-- Opening Marker --

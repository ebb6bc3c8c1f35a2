//! Minimal HTTP/1.0 GET client for polling NMEA endpoints.
//!
//! Only plain `http://` URLs are supported. The request asks the peer to
//! close the connection, so the body is everything after the headers
//! (bounded by `Content-Length` when present).

use std::time::Duration;

use tokio::io::{AsyncReadExt, AsyncWriteExt};
use tokio::net::TcpStream;

use crate::transport::TransportError;

/// Largest response accepted, headers included.
pub const MAX_RESPONSE_LEN: usize = 8 * 1024;

/// A parsed `http://host[:port]/path` URL.
#[derive(Debug, Clone, PartialEq, Eq)]
pub struct HttpUrl {
    pub host: String,
    pub port: u16,
    pub path: String,
}

impl HttpUrl {
    pub fn parse(url: &str) -> Result<Self, TransportError> {
        let invalid = || TransportError::InvalidEndpoint(url.to_string());
        let rest = url.strip_prefix("http://").ok_or_else(invalid)?;
        let (authority, path) = match rest.find('/') {
            Some(idx) => (&rest[..idx], &rest[idx..]),
            None => (rest, "/"),
        };
        let (host, port) = match authority.rsplit_once(':') {
            Some((host, port)) => (host, port.parse::<u16>().map_err(|_| invalid())?),
            None => (authority, 80),
        };
        if host.is_empty() {
            return Err(invalid());
        }
        Ok(Self {
            host: host.to_string(),
            port,
            path: path.to_string(),
        })
    }

    fn host_header(&self) -> String {
        if self.port == 80 {
            self.host.clone()
        } else {
            format!("{}:{}", self.host, self.port)
        }
    }
}

/// Fetch `url` and return the response body.
///
/// The whole exchange (connect, request, response) is bounded by
/// `timeout`.
pub async fn get(url: &HttpUrl, timeout: Duration) -> Result<Vec<u8>, TransportError> {
    let exchange = async {
        let mut stream = TcpStream::connect((url.host.as_str(), url.port)).await?;
        let request = format!(
            "GET {} HTTP/1.0\r\nHost: {}\r\nAccept: text/plain\r\nConnection: close\r\n\r\n",
            url.path,
            url.host_header()
        );
        stream.write_all(request.as_bytes()).await?;

        let mut response = Vec::new();
        (&mut stream)
            .take(MAX_RESPONSE_LEN as u64 + 1)
            .read_to_end(&mut response)
            .await?;
        if response.len() > MAX_RESPONSE_LEN {
            return Err(TransportError::Http("response too large".into()));
        }
        parse_response(&response)
    };

    tokio::time::timeout(timeout, exchange)
        .await
        .map_err(|_| TransportError::Http(format!("no response within {:?}", timeout)))?
}

/// Split a raw response into status and body; non-2xx is an error.
pub fn parse_response(raw: &[u8]) -> Result<Vec<u8>, TransportError> {
    let header_end = raw
        .windows(4)
        .position(|w| w == b"\r\n\r\n")
        .ok_or_else(|| TransportError::Http("incomplete response headers".into()))?;
    let head = std::str::from_utf8(&raw[..header_end])
        .map_err(|_| TransportError::Http("non-text response headers".into()))?;
    let mut lines = head.split("\r\n");

    let status_line = lines.next().unwrap_or_default();
    let status = status_line
        .split_whitespace()
        .nth(1)
        .and_then(|code| code.parse::<u16>().ok())
        .ok_or_else(|| TransportError::Http(format!("bad status line '{}'", status_line)))?;
    if !(200..300).contains(&status) {
        return Err(TransportError::Http(format!("status {}", status)));
    }

    let content_length = lines.find_map(|line| {
        let (name, value) = line.split_once(':')?;
        if name.trim().eq_ignore_ascii_case("content-length") {
            value.trim().parse::<usize>().ok()
        } else {
            None
        }
    });

    let body = &raw[header_end + 4..];
    let body = match content_length {
        Some(len) if len < body.len() => &body[..len],
        _ => body,
    };
    Ok(body.to_vec())
}
//! Bridge startup: shared state, both tasks and their handles.

use std::sync::Arc;

use tokio::sync::{mpsc, watch};
use tokio::task::JoinHandle;
use tracing::{error, info};

use windbridge_core::state::BridgeState;
use windbridge_core::{load_config, BridgeConfig, ConfigError, ConfigStorage, OutputDriver, SharedState};
use windbridge_providers::TransportOptions;

use crate::clock::Clock;
use crate::control::{BridgeClient, ControlTask};
use crate::network::NetworkTask;
use crate::pause::pause_gate;

/// Runtime options of the bridge.
#[derive(Debug, Clone)]
pub struct BridgeOptions {
    pub transport: TransportOptions,
    /// Capacity of the control command queue.
    pub command_capacity: usize,
}

impl Default for BridgeOptions {
    fn default() -> Self {
        Self {
            transport: TransportOptions::default(),
            command_capacity: 32,
        }
    }
}

/// A configured bridge, ready to spawn its tasks.
pub struct WindBridge<O, S> {
    config: BridgeConfig,
    output: O,
    storage: Arc<S>,
    options: BridgeOptions,
}

impl<O, S> WindBridge<O, S>
where
    O: OutputDriver + 'static,
    S: ConfigStorage + 'static,
{
    pub fn new(config: BridgeConfig, output: O, storage: Arc<S>) -> Self {
        Self {
            config,
            output,
            storage,
            options: BridgeOptions::default(),
        }
    }

    /// Build a bridge from the persisted configuration.
    pub fn from_storage(output: O, storage: Arc<S>) -> Result<Self, ConfigError> {
        let config = load_config(&*storage)?;
        Ok(Self::new(config, output, storage))
    }

    pub fn with_options(mut self, options: BridgeOptions) -> Self {
        self.options = options;
        self
    }

    /// Spawn the network and control tasks on the current runtime.
    pub fn spawn(self) -> BridgeHandle {
        let state = SharedState::new(BridgeState::new(self.config));
        let clock = Clock::new();
        let (shutdown_tx, shutdown_rx) = watch::channel(false);
        let (pause_controller, pause_listener) = pause_gate();
        let (command_tx, command_rx) = mpsc::channel(self.options.command_capacity.max(1));

        let network = NetworkTask::new(
            state.clone(),
            self.options.transport,
            pause_listener,
            shutdown_rx.clone(),
            clock,
        );
        let control = ControlTask::new(
            state.clone(),
            self.output,
            self.storage,
            pause_controller,
            command_rx,
            shutdown_rx,
            clock,
        );

        let network = tokio::spawn(network.run());
        let control = tokio::spawn(control.run());
        info!("Wind bridge started");

        BridgeHandle {
            client: BridgeClient::new(command_tx, state),
            shutdown: shutdown_tx,
            network,
            control,
        }
    }
}

/// Owner of the running tasks.
pub struct BridgeHandle {
    client: BridgeClient,
    shutdown: watch::Sender<bool>,
    network: JoinHandle<()>,
    control: JoinHandle<()>,
}

impl BridgeHandle {
    pub fn client(&self) -> BridgeClient {
        self.client.clone()
    }

    pub fn state(&self) -> &SharedState {
        self.client.state()
    }

    /// Whether either task has exited.
    pub fn is_finished(&self) -> bool {
        self.network.is_finished() || self.control.is_finished()
    }

    /// Signal shutdown and wait for both tasks.
    pub async fn shutdown(self) {
        self.shutdown.send_replace(true);
        for (name, task) in [("network", self.network), ("control", self.control)] {
            if let Err(e) = task.await {
                error!("{} task failed: {}", name, e);
            }
        }
        info!("Wind bridge stopped");
    }
}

-- Closing Marker --

_Exercise goal_
Every line of the records above that contains the word "return" should be counted, and only the total given.

_Written solution_
4